__Available data__.
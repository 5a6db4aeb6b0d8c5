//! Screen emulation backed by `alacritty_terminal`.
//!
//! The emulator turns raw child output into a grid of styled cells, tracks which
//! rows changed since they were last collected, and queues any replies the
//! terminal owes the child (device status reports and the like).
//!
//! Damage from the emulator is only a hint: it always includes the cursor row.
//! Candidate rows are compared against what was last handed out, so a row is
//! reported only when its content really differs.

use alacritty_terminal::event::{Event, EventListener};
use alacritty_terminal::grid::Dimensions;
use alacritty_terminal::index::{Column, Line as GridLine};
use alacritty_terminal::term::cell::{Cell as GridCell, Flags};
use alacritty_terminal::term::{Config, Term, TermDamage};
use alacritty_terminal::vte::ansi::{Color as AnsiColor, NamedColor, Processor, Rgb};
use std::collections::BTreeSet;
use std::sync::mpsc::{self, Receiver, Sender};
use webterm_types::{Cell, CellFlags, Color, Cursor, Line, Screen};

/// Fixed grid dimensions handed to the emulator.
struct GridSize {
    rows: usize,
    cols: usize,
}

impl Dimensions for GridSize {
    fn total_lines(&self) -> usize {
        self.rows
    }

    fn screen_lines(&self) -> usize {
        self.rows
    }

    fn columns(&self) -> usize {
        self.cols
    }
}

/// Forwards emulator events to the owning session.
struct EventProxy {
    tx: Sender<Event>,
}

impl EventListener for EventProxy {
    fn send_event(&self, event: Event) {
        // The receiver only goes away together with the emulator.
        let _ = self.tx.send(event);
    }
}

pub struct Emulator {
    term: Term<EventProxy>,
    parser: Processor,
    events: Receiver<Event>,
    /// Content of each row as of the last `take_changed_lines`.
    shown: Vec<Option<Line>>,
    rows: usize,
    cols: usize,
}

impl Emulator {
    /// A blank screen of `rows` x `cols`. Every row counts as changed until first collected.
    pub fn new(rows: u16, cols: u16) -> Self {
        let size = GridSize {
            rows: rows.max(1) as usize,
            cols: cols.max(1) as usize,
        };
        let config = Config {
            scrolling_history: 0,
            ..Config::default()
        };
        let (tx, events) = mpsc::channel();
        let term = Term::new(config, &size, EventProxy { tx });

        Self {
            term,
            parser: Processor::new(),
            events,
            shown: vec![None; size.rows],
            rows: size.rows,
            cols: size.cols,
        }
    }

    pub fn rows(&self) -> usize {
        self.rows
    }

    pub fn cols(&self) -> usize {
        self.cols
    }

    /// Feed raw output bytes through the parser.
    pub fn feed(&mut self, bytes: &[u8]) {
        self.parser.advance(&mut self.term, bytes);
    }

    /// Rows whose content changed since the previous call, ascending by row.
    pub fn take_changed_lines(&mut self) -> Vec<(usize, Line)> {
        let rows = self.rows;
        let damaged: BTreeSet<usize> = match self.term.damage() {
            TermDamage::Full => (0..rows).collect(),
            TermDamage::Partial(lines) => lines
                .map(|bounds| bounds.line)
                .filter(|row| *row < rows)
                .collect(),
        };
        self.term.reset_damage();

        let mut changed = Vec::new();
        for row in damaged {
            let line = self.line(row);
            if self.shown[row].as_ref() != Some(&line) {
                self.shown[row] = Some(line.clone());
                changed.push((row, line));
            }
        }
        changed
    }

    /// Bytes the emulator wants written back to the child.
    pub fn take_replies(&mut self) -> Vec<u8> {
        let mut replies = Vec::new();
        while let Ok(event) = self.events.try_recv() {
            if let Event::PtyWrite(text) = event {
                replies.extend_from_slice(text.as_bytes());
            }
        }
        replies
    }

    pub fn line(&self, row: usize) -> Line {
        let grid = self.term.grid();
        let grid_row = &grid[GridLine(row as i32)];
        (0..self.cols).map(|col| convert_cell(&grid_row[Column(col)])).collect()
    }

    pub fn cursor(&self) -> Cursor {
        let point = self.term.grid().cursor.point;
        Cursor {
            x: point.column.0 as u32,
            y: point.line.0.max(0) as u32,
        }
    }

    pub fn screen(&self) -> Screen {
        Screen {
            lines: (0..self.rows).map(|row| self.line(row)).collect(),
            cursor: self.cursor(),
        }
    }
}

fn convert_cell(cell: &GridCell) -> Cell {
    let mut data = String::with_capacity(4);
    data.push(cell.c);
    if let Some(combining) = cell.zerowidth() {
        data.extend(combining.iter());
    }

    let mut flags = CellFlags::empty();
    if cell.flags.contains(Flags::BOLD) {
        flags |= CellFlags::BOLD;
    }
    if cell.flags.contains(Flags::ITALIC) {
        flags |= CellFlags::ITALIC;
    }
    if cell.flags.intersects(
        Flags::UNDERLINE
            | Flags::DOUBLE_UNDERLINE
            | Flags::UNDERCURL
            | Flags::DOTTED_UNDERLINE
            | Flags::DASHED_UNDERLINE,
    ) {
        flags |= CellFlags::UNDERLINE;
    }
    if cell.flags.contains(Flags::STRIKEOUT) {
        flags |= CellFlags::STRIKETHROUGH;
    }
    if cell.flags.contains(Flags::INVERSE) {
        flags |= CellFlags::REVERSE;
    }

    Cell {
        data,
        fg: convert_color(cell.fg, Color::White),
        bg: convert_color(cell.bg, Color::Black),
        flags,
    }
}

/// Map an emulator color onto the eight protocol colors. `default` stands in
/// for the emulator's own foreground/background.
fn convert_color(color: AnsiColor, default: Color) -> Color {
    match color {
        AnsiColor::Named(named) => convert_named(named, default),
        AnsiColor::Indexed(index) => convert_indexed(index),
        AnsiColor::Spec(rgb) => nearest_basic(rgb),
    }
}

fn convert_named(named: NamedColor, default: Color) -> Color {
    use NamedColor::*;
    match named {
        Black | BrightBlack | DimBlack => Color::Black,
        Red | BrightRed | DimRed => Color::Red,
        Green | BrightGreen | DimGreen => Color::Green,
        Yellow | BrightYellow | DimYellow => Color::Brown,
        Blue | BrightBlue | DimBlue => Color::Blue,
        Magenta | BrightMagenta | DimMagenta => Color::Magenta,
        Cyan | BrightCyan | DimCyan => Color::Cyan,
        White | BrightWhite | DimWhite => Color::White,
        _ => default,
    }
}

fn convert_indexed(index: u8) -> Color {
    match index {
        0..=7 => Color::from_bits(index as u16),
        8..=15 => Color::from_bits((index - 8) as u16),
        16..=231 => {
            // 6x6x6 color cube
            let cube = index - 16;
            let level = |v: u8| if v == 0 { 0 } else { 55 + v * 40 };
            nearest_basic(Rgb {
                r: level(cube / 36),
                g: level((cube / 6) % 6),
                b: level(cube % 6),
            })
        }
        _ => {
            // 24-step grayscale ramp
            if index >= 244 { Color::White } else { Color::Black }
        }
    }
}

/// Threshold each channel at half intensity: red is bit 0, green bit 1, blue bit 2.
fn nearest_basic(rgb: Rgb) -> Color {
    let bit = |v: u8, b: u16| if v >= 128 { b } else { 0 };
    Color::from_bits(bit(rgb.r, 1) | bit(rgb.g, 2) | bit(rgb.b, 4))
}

* * *

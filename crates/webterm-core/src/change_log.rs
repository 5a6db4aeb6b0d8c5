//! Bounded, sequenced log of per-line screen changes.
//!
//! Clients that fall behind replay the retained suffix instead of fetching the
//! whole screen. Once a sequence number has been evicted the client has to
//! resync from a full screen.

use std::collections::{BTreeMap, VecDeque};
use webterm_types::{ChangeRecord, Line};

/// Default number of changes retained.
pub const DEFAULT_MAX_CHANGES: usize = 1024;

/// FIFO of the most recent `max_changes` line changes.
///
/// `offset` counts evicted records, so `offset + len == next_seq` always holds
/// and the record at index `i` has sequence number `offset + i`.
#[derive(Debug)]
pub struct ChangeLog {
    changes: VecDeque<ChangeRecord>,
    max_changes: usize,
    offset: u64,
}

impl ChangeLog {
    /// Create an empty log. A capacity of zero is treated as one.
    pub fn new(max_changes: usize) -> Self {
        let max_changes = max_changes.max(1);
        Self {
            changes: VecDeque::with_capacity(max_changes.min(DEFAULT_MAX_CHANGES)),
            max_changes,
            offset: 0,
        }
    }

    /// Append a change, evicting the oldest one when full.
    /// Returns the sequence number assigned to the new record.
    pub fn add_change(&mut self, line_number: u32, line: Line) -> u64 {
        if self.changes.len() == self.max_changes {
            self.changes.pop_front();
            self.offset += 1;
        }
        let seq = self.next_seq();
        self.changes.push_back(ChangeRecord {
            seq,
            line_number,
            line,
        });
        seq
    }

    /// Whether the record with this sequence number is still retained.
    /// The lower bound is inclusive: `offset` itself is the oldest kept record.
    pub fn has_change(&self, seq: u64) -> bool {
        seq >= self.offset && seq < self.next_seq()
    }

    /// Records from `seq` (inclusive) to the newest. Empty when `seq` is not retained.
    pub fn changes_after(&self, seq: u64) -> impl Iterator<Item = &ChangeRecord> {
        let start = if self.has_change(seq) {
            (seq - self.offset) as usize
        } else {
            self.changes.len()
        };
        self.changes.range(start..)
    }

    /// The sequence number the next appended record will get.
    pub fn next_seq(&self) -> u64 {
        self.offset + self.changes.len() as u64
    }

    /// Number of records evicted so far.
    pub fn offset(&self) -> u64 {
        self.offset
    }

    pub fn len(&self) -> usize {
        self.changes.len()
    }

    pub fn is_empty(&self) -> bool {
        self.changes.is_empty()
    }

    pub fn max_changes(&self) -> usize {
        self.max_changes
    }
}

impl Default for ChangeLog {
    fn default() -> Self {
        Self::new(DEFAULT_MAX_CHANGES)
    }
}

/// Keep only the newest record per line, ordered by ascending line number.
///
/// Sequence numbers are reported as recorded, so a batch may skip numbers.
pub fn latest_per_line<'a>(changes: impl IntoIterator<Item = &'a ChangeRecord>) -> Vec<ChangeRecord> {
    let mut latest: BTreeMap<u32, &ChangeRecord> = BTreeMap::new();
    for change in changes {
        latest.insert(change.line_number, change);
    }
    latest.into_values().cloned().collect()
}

__Exercise requirements__.
For the listing above, print only the lines starting at the line containing "through the parser." and ending at the line containing "let line = self.line(row);", exactly, both included.

__Written reply__.
    /// Feed raw output bytes through the parser.
    pub fn feed(&mut self, bytes: &[u8]) {
        self.parser.advance(&mut self.term, bytes);
    }

    /// Rows whose content changed since the previous call, ascending by row.
    pub fn take_changed_lines(&mut self) -> Vec<(usize, Line)> {
        let rows = self.rows;
        let damaged: BTreeSet<usize> = match self.term.damage() {
            TermDamage::Full => (0..rows).collect(),
            TermDamage::Partial(lines) => lines
                .map(|bounds| bounds.line)
                .filter(|row| *row < rows)
                .collect(),
        };
        self.term.reset_damage();

        let mut changed = Vec::new();
        for row in damaged {
            let line = self.line(row);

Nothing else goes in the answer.